YOUR TASK — Your task is to transcribe the data in full.

Stored data:
* * *

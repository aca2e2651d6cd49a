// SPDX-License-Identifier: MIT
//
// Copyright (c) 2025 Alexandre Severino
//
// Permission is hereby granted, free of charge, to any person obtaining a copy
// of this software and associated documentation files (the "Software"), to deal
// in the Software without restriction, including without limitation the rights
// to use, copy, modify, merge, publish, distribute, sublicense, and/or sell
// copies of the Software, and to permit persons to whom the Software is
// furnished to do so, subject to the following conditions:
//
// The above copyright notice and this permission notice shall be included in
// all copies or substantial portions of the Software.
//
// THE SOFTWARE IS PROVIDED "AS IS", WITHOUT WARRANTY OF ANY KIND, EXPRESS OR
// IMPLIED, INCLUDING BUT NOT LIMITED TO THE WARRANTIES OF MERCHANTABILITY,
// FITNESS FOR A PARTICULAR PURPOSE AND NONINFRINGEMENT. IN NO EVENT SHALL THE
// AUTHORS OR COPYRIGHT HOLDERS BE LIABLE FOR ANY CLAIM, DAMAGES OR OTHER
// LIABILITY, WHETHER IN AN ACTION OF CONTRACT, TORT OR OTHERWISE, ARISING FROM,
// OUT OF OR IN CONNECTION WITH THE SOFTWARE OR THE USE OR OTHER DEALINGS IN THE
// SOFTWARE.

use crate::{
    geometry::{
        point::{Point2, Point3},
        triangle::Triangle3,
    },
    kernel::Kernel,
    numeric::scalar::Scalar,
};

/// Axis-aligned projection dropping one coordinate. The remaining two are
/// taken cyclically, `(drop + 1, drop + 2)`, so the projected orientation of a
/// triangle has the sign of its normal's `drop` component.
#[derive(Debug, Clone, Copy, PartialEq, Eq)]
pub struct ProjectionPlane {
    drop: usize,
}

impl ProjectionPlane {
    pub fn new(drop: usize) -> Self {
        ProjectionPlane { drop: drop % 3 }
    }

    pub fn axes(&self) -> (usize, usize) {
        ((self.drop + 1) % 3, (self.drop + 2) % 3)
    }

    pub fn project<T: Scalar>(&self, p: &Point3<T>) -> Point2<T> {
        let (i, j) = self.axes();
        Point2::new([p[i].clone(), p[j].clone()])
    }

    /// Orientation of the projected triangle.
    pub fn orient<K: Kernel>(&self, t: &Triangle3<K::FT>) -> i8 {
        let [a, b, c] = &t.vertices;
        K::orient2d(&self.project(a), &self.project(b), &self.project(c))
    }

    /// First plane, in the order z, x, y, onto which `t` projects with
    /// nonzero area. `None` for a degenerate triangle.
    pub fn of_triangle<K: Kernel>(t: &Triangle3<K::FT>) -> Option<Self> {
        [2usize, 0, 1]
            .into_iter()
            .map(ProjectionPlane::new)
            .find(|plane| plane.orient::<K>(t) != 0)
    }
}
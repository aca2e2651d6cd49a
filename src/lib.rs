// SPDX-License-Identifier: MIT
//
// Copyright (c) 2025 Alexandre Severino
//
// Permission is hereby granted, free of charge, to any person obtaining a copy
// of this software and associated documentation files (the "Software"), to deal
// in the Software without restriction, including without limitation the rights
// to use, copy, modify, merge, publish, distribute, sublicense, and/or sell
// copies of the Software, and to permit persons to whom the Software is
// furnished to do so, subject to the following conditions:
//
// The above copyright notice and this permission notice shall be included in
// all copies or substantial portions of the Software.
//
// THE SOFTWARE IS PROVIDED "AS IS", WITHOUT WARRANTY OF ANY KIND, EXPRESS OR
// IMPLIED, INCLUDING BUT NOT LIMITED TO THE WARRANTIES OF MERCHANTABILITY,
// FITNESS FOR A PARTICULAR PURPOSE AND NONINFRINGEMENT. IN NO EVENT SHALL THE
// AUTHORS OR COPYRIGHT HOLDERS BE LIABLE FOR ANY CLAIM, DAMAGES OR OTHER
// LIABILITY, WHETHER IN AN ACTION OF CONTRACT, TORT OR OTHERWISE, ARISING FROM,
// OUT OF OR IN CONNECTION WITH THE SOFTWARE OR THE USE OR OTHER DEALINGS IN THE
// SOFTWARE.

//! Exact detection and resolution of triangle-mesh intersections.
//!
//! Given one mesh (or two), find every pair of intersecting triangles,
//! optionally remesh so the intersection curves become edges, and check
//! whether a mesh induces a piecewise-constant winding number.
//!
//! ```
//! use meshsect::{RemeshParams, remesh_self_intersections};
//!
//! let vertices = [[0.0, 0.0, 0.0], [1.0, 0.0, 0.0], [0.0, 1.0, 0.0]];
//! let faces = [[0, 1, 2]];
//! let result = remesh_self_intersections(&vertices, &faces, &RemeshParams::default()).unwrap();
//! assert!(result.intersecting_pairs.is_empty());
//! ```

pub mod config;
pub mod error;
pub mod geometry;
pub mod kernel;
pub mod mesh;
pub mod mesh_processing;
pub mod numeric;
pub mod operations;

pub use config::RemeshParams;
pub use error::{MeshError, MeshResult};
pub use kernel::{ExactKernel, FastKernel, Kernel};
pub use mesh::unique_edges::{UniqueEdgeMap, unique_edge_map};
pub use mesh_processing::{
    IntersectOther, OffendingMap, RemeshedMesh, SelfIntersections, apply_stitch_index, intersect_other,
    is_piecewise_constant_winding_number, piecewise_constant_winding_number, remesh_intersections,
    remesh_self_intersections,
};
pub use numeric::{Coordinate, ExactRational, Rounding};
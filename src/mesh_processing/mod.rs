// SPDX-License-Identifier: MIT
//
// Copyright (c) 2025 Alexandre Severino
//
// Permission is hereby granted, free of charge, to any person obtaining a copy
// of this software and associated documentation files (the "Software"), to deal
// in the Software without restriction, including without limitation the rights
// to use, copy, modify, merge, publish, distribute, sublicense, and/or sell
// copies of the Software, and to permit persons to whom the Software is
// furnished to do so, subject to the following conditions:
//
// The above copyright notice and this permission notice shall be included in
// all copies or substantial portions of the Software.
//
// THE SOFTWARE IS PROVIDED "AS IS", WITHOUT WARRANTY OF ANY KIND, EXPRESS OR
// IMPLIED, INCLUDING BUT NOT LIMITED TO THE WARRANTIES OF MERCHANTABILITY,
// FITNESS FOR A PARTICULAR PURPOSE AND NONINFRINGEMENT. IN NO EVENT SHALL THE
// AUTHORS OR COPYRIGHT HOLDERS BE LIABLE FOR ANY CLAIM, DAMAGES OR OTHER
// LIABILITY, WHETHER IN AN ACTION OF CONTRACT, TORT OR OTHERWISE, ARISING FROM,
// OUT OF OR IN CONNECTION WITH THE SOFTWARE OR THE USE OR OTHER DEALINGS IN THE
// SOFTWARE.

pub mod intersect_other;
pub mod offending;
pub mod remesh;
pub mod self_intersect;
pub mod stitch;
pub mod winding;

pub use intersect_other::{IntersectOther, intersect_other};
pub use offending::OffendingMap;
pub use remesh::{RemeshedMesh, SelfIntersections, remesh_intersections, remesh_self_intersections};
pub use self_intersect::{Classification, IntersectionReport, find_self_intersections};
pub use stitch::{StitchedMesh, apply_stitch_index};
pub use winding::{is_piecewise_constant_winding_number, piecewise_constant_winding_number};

* * *

PROBLEM SOLUTION —
repository aca2e2651d6cd49a
// SPDX-License-Identifier: MIT
//
// Copyright (c) 2025 Alexandre Severino
//
// Permission is hereby granted, free of charge, to any person obtaining a copy
// of this software and associated documentation files (the "Software"), to deal
// in the Software without restriction, including without limitation the rights
// to use, copy, modify, merge, publish, distribute, sublicense, and/or sell
// copies of the Software, and to permit persons to whom the Software is
// furnished to do so, subject to the following conditions:
//
// The above copyright notice and this permission notice shall be included in
// all copies or substantial portions of the Software.
//
// THE SOFTWARE IS PROVIDED "AS IS", WITHOUT WARRANTY OF ANY KIND, EXPRESS OR
// IMPLIED, INCLUDING BUT NOT LIMITED TO THE WARRANTIES OF MERCHANTABILITY,
// FITNESS FOR A PARTICULAR PURPOSE AND NONINFRINGEMENT. IN NO EVENT SHALL THE
// AUTHORS OR COPYRIGHT HOLDERS BE LIABLE FOR ANY CLAIM, DAMAGES OR OTHER
// LIABILITY, WHETHER IN AN ACTION OF CONTRACT, TORT OR OTHERWISE, ARISING FROM,
// OUT OF OR IN CONNECTION WITH THE SOFTWARE OR THE USE OR OTHER DEALINGS IN THE
// SOFTWARE.

use crate::{
    geometry::{
        point::{Point2, Point3},
        triangle::Triangle3,
    },
    kernel::Kernel,
    numeric::scalar::Scalar,
};

/// Axis-aligned projection dropping one coordinate. The remaining two are
/// taken cyclically, `(drop + 1, drop + 2)`, so the projected orientation of a
/// triangle has the sign of its normal's `drop` component.
#[derive(Debug, Clone, Copy, PartialEq, Eq)]
pub struct ProjectionPlane {
    drop: usize,
}

impl ProjectionPlane {
    pub fn new(drop: usize) -> Self {
        ProjectionPlane { drop: drop % 3 }
    }

    pub fn axes(&self) -> (usize, usize) {
        ((self.drop + 1) % 3, (self.drop + 2) % 3)
    }

    pub fn project<T: Scalar>(&self, p: &Point3<T>) -> Point2<T> {
        let (i, j) = self.axes();
        Point2::new([p[i].clone(), p[j].clone()])
    }

    /// Orientation of the projected triangle.
    pub fn orient<K: Kernel>(&self, t: &Triangle3<K::FT>) -> i8 {
        let [a, b, c] = &t.vertices;
        K::orient2d(&self.project(a), &self.project(b), &self.project(c))
    }

    /// First plane, in the order z, x, y, onto which `t` projects with
    /// nonzero area. `None` for a degenerate triangle.
    pub fn of_triangle<K: Kernel>(t: &Triangle3<K::FT>) -> Option<Self> {
        [2usize, 0, 1]
            .into_iter()
            .map(ProjectionPlane::new)
            .find(|plane| plane.orient::<K>(t) != 0)
    }
}
repository aca2e2651d6cd49a
filename src/lib.rs
// SPDX-License-Identifier: MIT
//
// Copyright (c) 2025 Alexandre Severino
//
// Permission is hereby granted, free of charge, to any person obtaining a copy
// of this software and associated documentation files (the "Software"), to deal
// in the Software without restriction, including without limitation the rights
// to use, copy, modify, merge, publish, distribute, sublicense, and/or sell
// copies of the Software, and to permit persons to whom the Software is
// furnished to do so, subject to the following conditions:
//
// The above copyright notice and this permission notice shall be included in
// all copies or substantial portions of the Software.
//
// THE SOFTWARE IS PROVIDED "AS IS", WITHOUT WARRANTY OF ANY KIND, EXPRESS OR
// IMPLIED, INCLUDING BUT NOT LIMITED TO THE WARRANTIES OF MERCHANTABILITY,
// FITNESS FOR A PARTICULAR PURPOSE AND NONINFRINGEMENT. IN NO EVENT SHALL THE
// AUTHORS OR COPYRIGHT HOLDERS BE LIABLE FOR ANY CLAIM, DAMAGES OR OTHER
// LIABILITY, WHETHER IN AN ACTION OF CONTRACT, TORT OR OTHERWISE, ARISING FROM,
// OUT OF OR IN CONNECTION WITH THE SOFTWARE OR THE USE OR OTHER DEALINGS IN THE
// SOFTWARE.

//! Exact detection and resolution of triangle-mesh intersections.
//!
//! Given one mesh (or two), find every pair of intersecting triangles,
//! optionally remesh so the intersection curves become edges, and check
//! whether a mesh induces a piecewise-constant winding number.
//!
//! ```
//! use meshsect::{RemeshParams, remesh_self_intersections};
//!
//! let vertices = [[0.0, 0.0, 0.0], [1.0, 0.0, 0.0], [0.0, 1.0, 0.0]];
//! let faces = [[0, 1, 2]];
//! let result = remesh_self_intersections(&vertices, &faces, &RemeshParams::default()).unwrap();
//! assert!(result.intersecting_pairs.is_empty());
//! ```

pub mod config;
pub mod error;
pub mod geometry;
pub mod kernel;
pub mod mesh;
pub mod mesh_processing;
pub mod numeric;
pub mod operations;

pub use config::RemeshParams;
pub use error::{MeshError, MeshResult};
pub use kernel::{ExactKernel, FastKernel, Kernel};
pub use mesh::unique_edges::{UniqueEdgeMap, unique_edge_map};
pub use mesh_processing::{
    IntersectOther, OffendingMap, RemeshedMesh, SelfIntersections, apply_stitch_index, intersect_other,
    is_piecewise_constant_winding_number, piecewise_constant_winding_number, remesh_intersections,
    remesh_self_intersections,
};
pub use numeric::{Coordinate, ExactRational, Rounding};
filename src/mesh_processing/mod.rs
// SPDX-License-Identifier: MIT
//
// Copyright (c) 2025 Alexandre Severino
//
// Permission is hereby granted, free of charge, to any person obtaining a copy
// of this software and associated documentation files (the "Software"), to deal
// in the Software without restriction, including without limitation the rights
// to use, copy, modify, merge, publish, distribute, sublicense, and/or sell
// copies of the Software, and to permit persons to whom the Software is
// furnished to do so, subject to the following conditions:
//
// The above copyright notice and this permission notice shall be included in
// all copies or substantial portions of the Software.
//
// THE SOFTWARE IS PROVIDED "AS IS", WITHOUT WARRANTY OF ANY KIND, EXPRESS OR
// IMPLIED, INCLUDING BUT NOT LIMITED TO THE WARRANTIES OF MERCHANTABILITY,
// FITNESS FOR A PARTICULAR PURPOSE AND NONINFRINGEMENT. IN NO EVENT SHALL THE
// AUTHORS OR COPYRIGHT HOLDERS BE LIABLE FOR ANY CLAIM, DAMAGES OR OTHER
// LIABILITY, WHETHER IN AN ACTION OF CONTRACT, TORT OR OTHERWISE, ARISING FROM,
// OUT OF OR IN CONNECTION WITH THE SOFTWARE OR THE USE OR OTHER DEALINGS IN THE
// SOFTWARE.

pub mod intersect_other;
pub mod offending;
pub mod remesh;
pub mod self_intersect;
pub mod stitch;
pub mod winding;

pub use intersect_other::{IntersectOther, intersect_other};
pub use offending::OffendingMap;
pub use remesh::{RemeshedMesh, SelfIntersections, remesh_intersections, remesh_self_intersections};
pub use self_intersect::{Classification, IntersectionReport, find_self_intersections};
pub use stitch::{StitchedMesh, apply_stitch_index};
pub use winding::{is_piecewise_constant_winding_number, piecewise_constant_winding_number};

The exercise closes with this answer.